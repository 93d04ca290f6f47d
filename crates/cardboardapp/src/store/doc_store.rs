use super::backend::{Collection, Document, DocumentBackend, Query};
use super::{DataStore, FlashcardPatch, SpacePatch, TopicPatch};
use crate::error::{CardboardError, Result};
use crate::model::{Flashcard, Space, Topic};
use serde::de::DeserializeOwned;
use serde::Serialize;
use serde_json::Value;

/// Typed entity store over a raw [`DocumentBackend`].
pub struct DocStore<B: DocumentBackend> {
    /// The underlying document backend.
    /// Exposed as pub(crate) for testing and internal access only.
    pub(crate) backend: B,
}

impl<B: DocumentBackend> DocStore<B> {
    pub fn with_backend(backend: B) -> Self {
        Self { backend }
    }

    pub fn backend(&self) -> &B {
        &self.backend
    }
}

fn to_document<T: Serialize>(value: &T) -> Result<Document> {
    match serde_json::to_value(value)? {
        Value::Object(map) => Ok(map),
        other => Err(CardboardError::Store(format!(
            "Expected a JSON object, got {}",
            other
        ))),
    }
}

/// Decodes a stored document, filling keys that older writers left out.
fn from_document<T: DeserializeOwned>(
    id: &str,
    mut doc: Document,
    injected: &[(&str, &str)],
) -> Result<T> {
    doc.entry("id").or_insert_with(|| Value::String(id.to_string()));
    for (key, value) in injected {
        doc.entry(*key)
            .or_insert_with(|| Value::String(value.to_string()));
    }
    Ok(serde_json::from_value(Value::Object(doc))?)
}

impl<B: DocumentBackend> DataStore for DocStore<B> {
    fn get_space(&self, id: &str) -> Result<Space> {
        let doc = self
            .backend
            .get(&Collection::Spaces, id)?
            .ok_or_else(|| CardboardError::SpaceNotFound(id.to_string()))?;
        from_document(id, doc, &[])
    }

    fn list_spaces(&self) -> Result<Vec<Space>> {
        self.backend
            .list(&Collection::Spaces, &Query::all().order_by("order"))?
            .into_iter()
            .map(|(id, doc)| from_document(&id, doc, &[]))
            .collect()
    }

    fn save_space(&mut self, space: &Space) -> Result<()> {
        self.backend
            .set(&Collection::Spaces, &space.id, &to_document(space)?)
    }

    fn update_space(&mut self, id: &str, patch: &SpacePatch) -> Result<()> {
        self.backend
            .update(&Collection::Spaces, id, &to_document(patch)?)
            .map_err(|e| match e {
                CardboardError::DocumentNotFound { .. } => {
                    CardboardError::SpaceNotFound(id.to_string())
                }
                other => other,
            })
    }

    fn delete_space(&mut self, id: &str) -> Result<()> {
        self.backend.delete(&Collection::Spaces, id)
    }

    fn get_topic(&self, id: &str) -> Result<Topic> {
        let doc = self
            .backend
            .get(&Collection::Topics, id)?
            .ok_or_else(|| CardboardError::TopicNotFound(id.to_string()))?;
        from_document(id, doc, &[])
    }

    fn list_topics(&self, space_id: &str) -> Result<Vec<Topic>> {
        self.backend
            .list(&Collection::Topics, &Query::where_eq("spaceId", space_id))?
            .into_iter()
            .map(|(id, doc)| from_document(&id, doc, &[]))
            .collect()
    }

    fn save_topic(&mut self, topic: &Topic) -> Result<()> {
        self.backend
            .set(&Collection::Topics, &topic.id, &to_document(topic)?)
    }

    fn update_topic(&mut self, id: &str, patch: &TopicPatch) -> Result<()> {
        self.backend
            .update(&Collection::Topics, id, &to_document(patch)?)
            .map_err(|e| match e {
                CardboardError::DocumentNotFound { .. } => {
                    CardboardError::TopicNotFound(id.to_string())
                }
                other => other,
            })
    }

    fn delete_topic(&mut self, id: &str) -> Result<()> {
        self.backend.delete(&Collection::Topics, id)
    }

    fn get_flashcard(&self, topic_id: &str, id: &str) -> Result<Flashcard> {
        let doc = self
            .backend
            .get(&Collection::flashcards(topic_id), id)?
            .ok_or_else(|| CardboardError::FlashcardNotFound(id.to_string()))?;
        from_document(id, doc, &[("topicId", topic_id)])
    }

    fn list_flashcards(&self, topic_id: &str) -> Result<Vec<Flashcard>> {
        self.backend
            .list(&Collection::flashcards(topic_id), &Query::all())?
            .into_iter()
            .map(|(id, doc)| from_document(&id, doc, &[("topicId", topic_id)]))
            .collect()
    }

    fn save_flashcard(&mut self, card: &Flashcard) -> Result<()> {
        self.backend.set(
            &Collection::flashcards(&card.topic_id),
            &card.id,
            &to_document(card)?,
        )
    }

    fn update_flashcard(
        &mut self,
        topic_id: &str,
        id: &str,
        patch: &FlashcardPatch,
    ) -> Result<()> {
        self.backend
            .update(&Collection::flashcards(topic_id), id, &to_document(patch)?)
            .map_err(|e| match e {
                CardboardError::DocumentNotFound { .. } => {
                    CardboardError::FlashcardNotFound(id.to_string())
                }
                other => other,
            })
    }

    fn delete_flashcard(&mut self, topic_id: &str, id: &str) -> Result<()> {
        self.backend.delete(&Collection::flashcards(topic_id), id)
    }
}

• [Description of the task] All lines with the word "entry" need to be copied from the data above.

• [Written response]
    doc.entry("id").or_insert_with(|| Value::String(id.to_string()));
        doc.entry(*key)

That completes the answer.